(Required action): Print the data that follows exactly as it stands, from its first line through the line containing "use std::collections::HashSet;", and stop there.
++++++++++
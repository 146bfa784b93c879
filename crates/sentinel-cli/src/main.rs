use anyhow::Result;
use clap::{Parser, Subcommand};
use sentinel::args::{RetrievalArgs, SearchArgs};
use sentinel::wiring::{self, Services};
use sentinel_core::{Error, Query};
use sentinel_local::models::{ModelCatalog, ProviderSettings};
use sentinel_pipeline::{CandidateSource, ChatOptions, ChatOutcome, ChatReply};
use std::collections::HashSet;
use std::path::PathBuf;
use tokio_util::sync::CancellationToken;
use tracing_subscriber::{layer::SubscriberExt, util::SubscriberInitExt};

/// Exit status for configuration errors (unknown model, missing credential or endpoint).
const EXIT_CONFIG: i32 = 2;

#[derive(Parser, Debug)]
#[command(name = "sentinel")]
#[command(about = "Answer questions from fresh web results", long_about = None)]
struct Cli {
    #[command(subcommand)]
    command: Commands,
}

#[derive(Subcommand, Debug)]
enum Commands {
    /// Answer a question, searching the web when current information is needed.
    Ask(AskCmd),
    /// Run one search + extraction pass and print the candidates (json).
    Search(SearchCmd),
    /// List selectable language models (refreshes the custom endpoint's list).
    Models(OutputArgs),
    /// Diagnose configuration (json; no secrets).
    Doctor(OutputArgs),
    /// Print version info.
    Version(OutputArgs),
}

#[derive(clap::Args, Debug)]
struct OutputArgs {
    /// Output format: json|text
    #[arg(long = "output", alias = "format", default_value = "json")]
    output: String,
}

#[derive(clap::Args, Debug)]
struct AskCmd {
    question: String,
    /// JSON file with prior turns: [{"role": "user", "content": "..."}, ...]
    #[arg(long)]
    history: Option<PathBuf>,
    /// Model identifier (default: CUSTOM_LLM_DEFAULT_MODEL when served, else groq).
    #[arg(long, env = "SENTINEL_MODEL")]
    model: Option<String>,
    /// Skip routing and always search the web.
    #[arg(
        long,
        action = clap::ArgAction::Set,
        default_value_t = false,
        num_args = 0..=1,
        default_missing_value = "true"
    )]
    only_web_search: bool,
    #[command(flatten)]
    retrieval: RetrievalArgs,
    #[command(flatten)]
    search: SearchArgs,
    #[command(flatten)]
    out: OutputArgs,
}

#[derive(clap::Args, Debug)]
struct SearchCmd {
    query: String,
    /// Candidates to collect.
    #[arg(long, default_value_t = 5)]
    limit: usize,
    #[command(flatten)]
    retrieval: RetrievalArgs,
    #[command(flatten)]
    search: SearchArgs,
    #[command(flatten)]
    out: OutputArgs,
}

fn init_tracing() {
    let filter = tracing_subscriber::EnvFilter::try_new(wiring::log_filter())
        .unwrap_or_else(|_| tracing_subscriber::EnvFilter::new("info"));
    // Stdout carries command output only.
    let _ = tracing_subscriber::registry()
        .with(filter)
        .with(
            tracing_subscriber::fmt::layer()
                .with_writer(std::io::stderr)
                .with_target(false),
        )
        .try_init();
}

fn is_text(output: &str) -> bool {
    output.eq_ignore_ascii_case("text")
}

/// Print a configuration error in the command's output format and exit.
fn config_failure(kind: &str, output: &str, err: &Error) -> ! {
    if is_text(output) {
        eprintln!("sentinel: {err}");
    } else {
        println!(
            "{}",
            serde_json::json!({
                "schema_version": 1,
                "kind": kind,
                "ok": false,
                "error": {
                    "code": "configuration",
                    "message": err.to_string(),
                },
            })
        );
    }
    std::process::exit(EXIT_CONFIG);
}

/// Cancel `token` on Ctrl-C.
fn cancel_on_ctrl_c(token: CancellationToken) {
    tokio::spawn(async move {
        if tokio::signal::ctrl_c().await.is_ok() {
            tracing::warn!("interrupted; stopping after the current step");
            token.cancel();
        }
    });
}

fn reply_json(reply: &ChatReply, model: &str, elapsed_ms: u128) -> serde_json::Value {
    let documents: Vec<serde_json::Value> = reply
        .documents
        .iter()
        .map(|d| {
            serde_json::json!({
                "title": d.assessed.candidate.title,
                "url": d.assessed.candidate.url,
                "source_kind": d.assessed.candidate.source_kind,
                "summary": d.assessed.summary,
                "similarity": d.similarity,
                "preferred_domain": d.preferred_domain,
            })
        })
        .collect();
    serde_json::json!({
        "schema_version": 1,
        "kind": "ask",
        "ok": reply.outcome != ChatOutcome::SynthesisFailed,
        "model": model,
        "route": reply.route,
        "outcome": reply.outcome,
        "answer": reply.text,
        "documents": documents,
        "elapsed_ms": elapsed_ms,
    })
}

#[tokio::main]
async fn main() -> Result<()> {
    if wiring::dotenv_enabled() {
        // Never overrides variables already set in the process environment.
        dotenvy::dotenv().ok();
    }
    init_tracing();

    let cli = Cli::parse();

    match cli.command {
        Commands::Ask(args) => {
            let t0 = std::time::Instant::now();
            let output = args.out.output.clone();
            let history = wiring::load_history(args.history.as_deref())?;
            let config = args.retrieval.to_config();
            let client = sentinel_local::http_client()?;

            let settings = ProviderSettings::from_env();
            let mut catalog = ModelCatalog::default();
            let model = match wiring::resolve_model(
                args.model.as_deref(),
                &settings,
                &mut catalog,
                &client,
            )
            .await
            {
                Ok(m) => m,
                Err(e) => config_failure("ask", &output, &e),
            };
            let services =
                match Services::build(model.clone(), &config, args.search.to_options(), client) {
                    Ok(s) => s,
                    Err(e) => config_failure("ask", &output, &e),
                };
            tracing::info!(model = model.id(), embedder = services.embedder, "answering");

            let cancel = CancellationToken::new();
            cancel_on_ctrl_c(cancel.clone());
            let options = ChatOptions {
                only_web_search: args.only_web_search,
                temperature: config.temperature,
                target_count: config.target_count,
                max_attempts: config.max_attempts,
            };
            let reply = services
                .handler
                .respond(&args.question, &history, &options, &cancel)
                .await?;

            if is_text(&output) {
                println!("{}", reply.text);
                if !reply.documents.is_empty() {
                    println!();
                    println!("Sources:");
                    for d in &reply.documents {
                        println!(
                            "- {} <{}> ({:.2})",
                            d.assessed.candidate.title, d.assessed.candidate.url, d.similarity
                        );
                    }
                }
            } else {
                println!(
                    "{}",
                    reply_json(&reply, model.id(), t0.elapsed().as_millis())
                );
            }
            if reply.outcome == ChatOutcome::SynthesisFailed {
                std::process::exit(1);
            }
        }
        Commands::Search(args) => {
            let output = args.out.output.clone();
            let config = args.retrieval.to_config();
            let client = sentinel_local::http_client()?;
            let gatherer = match wiring::build_gatherer(&config, args.search.to_options(), client)
            {
                Ok(g) => g,
                Err(e) => config_failure("search", &output, &e),
            };
            let query = Query::new(args.query.trim());
            let cancel = CancellationToken::new();
            cancel_on_ctrl_c(cancel.clone());
            let candidates = gatherer
                .gather(&query, args.limit, &HashSet::new(), &cancel)
                .await;

            if is_text(&output) {
                for c in &candidates {
                    println!("{} <{}> [{}]", c.title, c.url, c.source_kind.as_str());
                }
            } else {
                let rows: Vec<serde_json::Value> = candidates
                    .iter()
                    .map(|c| {
                        serde_json::json!({
                            "title": c.title,
                            "url": c.url,
                            "source_kind": c.source_kind,
                            "chars": c.extracted_text.chars().count(),
                            "text": c.extracted_text,
                        })
                    })
                    .collect();
                println!(
                    "{}",
                    serde_json::json!({
                        "schema_version": 1,
                        "kind": "search",
                        "ok": true,
                        "query": query.with_site_filter(gatherer.options().site_filter.as_deref()),
                        "candidates": rows,
                    })
                );
            }
        }
        Commands::Models(args) => {
            let settings = ProviderSettings::from_env();
            let mut catalog = ModelCatalog::default();
            let client = sentinel_local::http_client()?;
            let refresh_error = catalog
                .refresh_custom_models(&client, &settings)
                .await
                .err()
                .map(|e| e.to_string());
            let available = catalog.available(&settings);
            let default = catalog.default_model(&settings);
            if is_text(&args.output) {
                for m in &available {
                    let mark = if *m == default { " (default)" } else { "" };
                    println!("{m}{mark}");
                }
            } else {
                println!(
                    "{}",
                    serde_json::json!({
                        "schema_version": 1,
                        "kind": "models",
                        "ok": refresh_error.is_none(),
                        "default": default,
                        "available": available,
                        "custom_models": catalog.custom_models(),
                        "refresh_error": refresh_error,
                    })
                );
            }
        }
        Commands::Doctor(args) => {
            let t0 = std::time::Instant::now();
            let settings = ProviderSettings::from_env();
            let configured = settings.configured();
            let searxng = sentinel_local::search::searxng_endpoints_from_env();
            let remote_embeddings = std::env::var("SENTINEL_EMBEDDINGS_BASE_URL")
                .ok()
                .is_some_and(|v| !v.trim().is_empty());
            let any_llm = configured.huggingface
                || configured.groq
                || configured.mistral
                || configured.custom_llm
                || configured.ollama;

            let checks = vec![
                serde_json::json!({
                    "name": "search_endpoint",
                    "ok": !searxng.is_empty(),
                    "hint": if searxng.is_empty() { "Set SENTINEL_SEARXNG_ENDPOINT (or SEARXNG_URL) to a SearXNG base URL." } else { "" },
                }),
                serde_json::json!({
                    "name": "language_model",
                    "ok": any_llm,
                    "hint": if any_llm { "" } else { "Set GROQ_API_KEY, MISTRAL_API_KEY, HF_TOKEN, CUSTOM_LLM or SENTINEL_OLLAMA_ENABLE." },
                }),
            ];
            let ok = checks.iter().all(|c| c["ok"].as_bool().unwrap_or(false));
            let payload = serde_json::json!({
                "schema_version": 1,
                "kind": "doctor",
                "ok": ok,
                "name": "sentinel",
                "version": env!("CARGO_PKG_VERSION"),
                "platform": {
                    "os": std::env::consts::OS,
                    "arch": std::env::consts::ARCH,
                },
                "elapsed_ms": t0.elapsed().as_millis(),
                "configured": {
                    "search": {
                        "searxng": !searxng.is_empty(),
                        "searxng_endpoints": searxng.len(),
                    },
                    "llm": configured,
                    "embeddings": {
                        "remote": remote_embeddings,
                    },
                },
                "checks": checks,
            });
            if is_text(&args.output) {
                println!("sentinel {} (ok={})", env!("CARGO_PKG_VERSION"), ok);
                println!("checks:");
                for c in payload["checks"].as_array().into_iter().flatten() {
                    let name = c["name"].as_str().unwrap_or("?");
                    let ok = c["ok"].as_bool().unwrap_or(false);
                    println!("- {}: {}", name, if ok { "ok" } else { "missing" });
                }
            } else {
                println!("{payload}");
            }
        }
        Commands::Version(args) => {
            let v = serde_json::json!({
                "schema_version": 1,
                "kind": "version",
                "ok": true,
                "name": "sentinel",
                "version": env!("CARGO_PKG_VERSION"),
            });
            if is_text(&args.output) {
                println!("sentinel {}", env!("CARGO_PKG_VERSION"));
            } else {
                println!("{v}");
            }
        }
    }
    Ok(())
}
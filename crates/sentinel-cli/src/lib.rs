//! `sentinel` crate (library surface).
//!
//! The binary is the primary entrypoint. This library holds the argument types and the
//! wiring from environment + flags to a ready [`ChatHandler`](sentinel_pipeline::ChatHandler),
//! so both can be tested without spawning the binary.

pub use sentinel_core as core;
pub use sentinel_local as local;
pub use sentinel_pipeline as pipeline;

pub mod args;
pub mod wiring;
++++++++++
(Completed task):
repository 146bfa784b93c879
filename crates/sentinel-cli/src/main.rs
use anyhow::Result;
use clap::{Parser, Subcommand};
use sentinel::args::{RetrievalArgs, SearchArgs};
use sentinel::wiring::{self, Services};
use sentinel_core::{Error, Query};
use sentinel_local::models::{ModelCatalog, ProviderSettings};
use sentinel_pipeline::{CandidateSource, ChatOptions, ChatOutcome, ChatReply};
use std::collections::HashSet;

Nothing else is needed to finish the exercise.